▸ **ABOUT THIS EXERCISE**: Report back every line in the data that includes the string "UnknownZone".

▸ **RECORDS SHOWN**:
+--

#[cfg(test)]
mod tests {
    use super::*;
    use crate::application::render_sync::tests::{RecordingDisplay, render_sync, sample_response};
    use crate::domain::color::NO_DATA_COLOR;
    use crate::infrastructure::display_snapshot::SnapshotDisplay;
    use std::sync::{Arc, Mutex};

    /// Records started timers; ticks are delivered by calling `on_tick` directly.
    #[derive(Clone, Default)]
    struct FakeScheduler {
        started: Arc<Mutex<Vec<(TimerId, Duration)>>>,
    }

    impl TickScheduler for FakeScheduler {
        fn start(&self, timer: TimerId, every: Duration) -> TimerHandle {
            self.started.lock().unwrap().push((timer, every));
            TimerHandle::new(timer, None)
        }
    }

    impl FakeScheduler {
        fn last(&self) -> (TimerId, Duration) {
            *self.started.lock().unwrap().last().unwrap()
        }

        fn count(&self) -> usize {
            self.started.lock().unwrap().len()
        }
    }

    struct Harness {
        controller: PlaybackController<FakeScheduler>,
        scheduler: FakeScheduler,
        display: Arc<RecordingDisplay>,
    }

    fn harness() -> Harness {
        let scheduler = FakeScheduler::default();
        let display = Arc::new(RecordingDisplay::default());
        let controller =
            PlaybackController::new(scheduler.clone(), render_sync(&display), PlaybackSettings::default());
        Harness {
            controller,
            scheduler,
            display,
        }
    }

    fn loaded(response: LmpRangeResponse) -> Harness {
        let mut h = harness();
        let token = h.controller.begin_load(&LmpFilter::default()).unwrap();
        assert!(h.controller.complete_load(token, Ok(response)));
        h
    }

    fn tick(h: &mut Harness) -> bool {
        let (id, _) = h.scheduler.last();
        h.controller.on_tick(id)
    }

    #[test]
    fn test_load_starts_in_average_mode() {
        let h = loaded(sample_response());
        assert_eq!(h.controller.status(), &DataStatus::Ready);
        assert_eq!(h.controller.view().mode, ViewMode::Average);
        assert_eq!(h.controller.frame().time_label, "All Filtered Hours");
        assert!(!h.controller.is_playing());
        assert_eq!(h.display.labels.lock().unwrap().last().unwrap(), "All Filtered Hours");
    }

    #[test]
    fn test_play_advances_and_stops_at_end() {
        let mut h = loaded(sample_response());
        h.controller.play();
        assert!(h.controller.is_playing());
        assert_eq!(h.controller.view().mode, ViewMode::Stepped);
        assert_eq!(h.controller.view().current_index, 0);

        assert!(tick(&mut h));
        assert_eq!(h.controller.view().current_index, 1);
        assert!(tick(&mut h));
        assert_eq!(h.controller.view().current_index, 2);
        assert!(h.controller.is_playing());

        // No wraparound past the last step
        assert!(tick(&mut h));
        assert_eq!(h.controller.view().current_index, 2);
        assert!(!h.controller.is_playing());
        assert!(!h.controller.frame().playing);
    }

    #[test]
    fn test_play_at_end_restarts_from_zero() {
        let mut h = loaded(sample_response());
        h.controller.seek(2);
        h.controller.play();
        assert_eq!(h.controller.view().current_index, 0);
        assert!(h.controller.is_playing());
    }

    #[test]
    fn test_seek_pauses_and_clamps() {
        let mut h = loaded(sample_response());
        h.controller.play();
        h.controller.seek(99);
        assert!(!h.controller.is_playing());
        assert_eq!(h.controller.view().current_index, 2);
        assert_eq!(h.controller.view().mode, ViewMode::Stepped);
    }

    #[test]
    fn test_stale_tick_is_ignored() {
        let mut h = loaded(sample_response());
        h.controller.play();
        let (old, _) = h.scheduler.last();
        h.controller.pause();
        h.controller.play();

        assert!(!h.controller.on_tick(old));
        assert_eq!(h.controller.view().current_index, 0);
    }

    #[test]
    fn test_set_speed_while_playing_keeps_index() {
        let mut h = loaded(sample_response());
        h.controller.play();
        tick(&mut h);
        let (before, _) = h.scheduler.last();

        h.controller.set_speed(2100);

        let (after, every) = h.scheduler.last();
        assert_ne!(before, after);
        assert_eq!(every, Duration::from_millis(1000));
        assert_eq!(h.controller.view().current_index, 1);
        assert!(!h.controller.on_tick(before));
        assert!(h.controller.on_tick(after));
        assert_eq!(h.controller.view().current_index, 2);
    }

    #[test]
    fn test_set_speed_while_stopped_does_not_start_timer() {
        let mut h = loaded(sample_response());
        h.controller.set_speed(5000);
        assert_eq!(h.scheduler.count(), 0);
        assert_eq!(h.controller.interval(), Duration::from_millis(100));
        h.controller.set_speed(0);
        assert_eq!(h.controller.interval(), Duration::from_millis(3000));
    }

    #[test]
    fn test_price_type_change_rearms_running_timer() {
        let mut h = loaded(sample_response());
        h.controller.play();
        let (before, _) = h.scheduler.last();
        h.controller.set_price_type(PriceType::Rt);
        assert!(h.controller.is_playing());
        assert!(!h.controller.on_tick(before));
        assert_eq!(h.controller.frame().price_type, PriceType::Rt);
    }

    #[test]
    fn test_reference_zone_must_be_known() {
        let mut h = loaded(sample_response());
        assert_eq!(
            h.controller.set_reference_zone(Some("ZZZ".to_string())),
            Err(DashboardError::UnknownZone("ZZZ".to_string()))
        );
        h.controller.set_price_type(PriceType::Congestion);
        h.controller.set_reference_zone(Some("A".to_string())).unwrap();
        // Average rt: A = 20, B = 15
        assert_eq!(h.controller.zone_value("B").unwrap().value, Some(5.0));
        assert_eq!(h.controller.zone_value("A").unwrap().value, Some(0.0));
        assert!(h.display.borders.lock().unwrap()["A"]);

        h.controller.set_reference_zone(None).unwrap();
        assert_eq!(h.controller.zone_value("B").unwrap().value, None);
    }

    #[test]
    fn test_show_average_pauses() {
        let mut h = loaded(sample_response());
        h.controller.play();
        tick(&mut h);
        h.controller.show_average();
        assert!(!h.controller.is_playing());
        assert_eq!(h.controller.view().mode, ViewMode::Average);
        assert_eq!(h.controller.view().current_index, 1);
    }

    #[test]
    fn test_empty_result_is_no_data() {
        let mut h = loaded(LmpRangeResponse::default());
        assert_eq!(h.controller.status(), &DataStatus::NoData);

        h.controller.play();
        assert!(!h.controller.is_playing());
        h.controller.seek(1);
        assert_eq!(h.controller.view().mode, ViewMode::Average);
        assert_eq!(h.scheduler.count(), 0);
    }

    #[test]
    fn test_failed_load_drops_previous_dataset() {
        let mut h = loaded(sample_response());
        h.controller.play();

        let token = h.controller.begin_load(&LmpFilter::default()).unwrap();
        assert!(!h.controller.is_playing());
        h.controller
            .complete_load(token, Err(anyhow::anyhow!("connection refused")));

        assert!(matches!(h.controller.status(), DataStatus::Error(_)));
        assert_eq!(h.controller.frame().time_label, "Data Error");
        assert_eq!(h.controller.frame().step_count, 0);
        h.controller.seek(1);
        assert_eq!(h.controller.view().mode, ViewMode::Average);
    }

    #[test]
    fn test_stale_response_is_discarded() {
        let mut h = harness();
        let first = h.controller.begin_load(&LmpFilter::default()).unwrap();
        let second = h.controller.begin_load(&LmpFilter::default()).unwrap();

        assert!(h.controller.complete_load(second, Ok(LmpRangeResponse::default())));
        assert!(!h.controller.complete_load(first, Ok(sample_response())));
        assert_eq!(h.controller.status(), &DataStatus::NoData);
    }

    #[test]
    fn test_invalid_filter_rejected_before_loading() {
        let mut h = loaded(sample_response());
        let mut filter = LmpFilter::default();
        filter.end_hour = 30;
        assert!(matches!(
            h.controller.begin_load(&filter),
            Err(DashboardError::InvalidFilter(_))
        ));
        assert_eq!(h.controller.status(), &DataStatus::Ready);
    }

    #[test]
    fn test_reload_clears_zones_from_previous_dataset() {
        let display = SnapshotDisplay::new();
        let shared = Arc::new(display.clone());
        let render = RenderSync::new(shared.clone(), shared.clone(), shared.clone(), shared);
        let mut controller =
            PlaybackController::new(FakeScheduler::default(), render, PlaybackSettings::default());

        let token = controller.begin_load(&LmpFilter::default()).unwrap();
        controller.complete_load(token, Ok(sample_response()));
        controller.set_price_type(PriceType::Congestion);
        controller.set_reference_zone(Some("A".to_string())).unwrap();
        assert_eq!(display.snapshot().highlighted_zones, vec!["A"]);

        let mut only_c = sample_response();
        let rows = only_c.zones.remove("A").unwrap();
        only_c.zones.clear();
        only_c.zones.insert("C".to_string(), rows);
        let token = controller.begin_load(&LmpFilter::default()).unwrap();
        controller.complete_load(token, Ok(only_c));

        assert_eq!(controller.view().reference_zone, None);
        let snapshot = display.snapshot();
        assert!(snapshot.highlighted_zones.is_empty());
        for zone in ["A", "B", "C"] {
            assert_eq!(snapshot.zone_colors[zone], NO_DATA_COLOR);
            assert_eq!(snapshot.sidebar[zone].formatted, "");
        }
    }
}
// Dashboard error taxonomy
use thiserror::Error;

#[derive(Debug, Clone, Error, PartialEq)]
pub enum DashboardError {
    #[error("Invalid filter: {0}")]
    InvalidFilter(String),

    #[error("Unknown zone: {0}")]
    UnknownZone(String),

    #[error("Invalid price type: {0}")]
    InvalidPriceType(String),

    #[error("Backend error: {0}")]
    Backend(String),

    #[error("Dashboard service unavailable")]
    ServiceUnavailable,
}

pub type Result<T> = std::result::Result<T, DashboardError>;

+--

▸ **TASK RESULT**:
            Err(DashboardError::UnknownZone("ZZZ".to_string()))
    UnknownZone(String),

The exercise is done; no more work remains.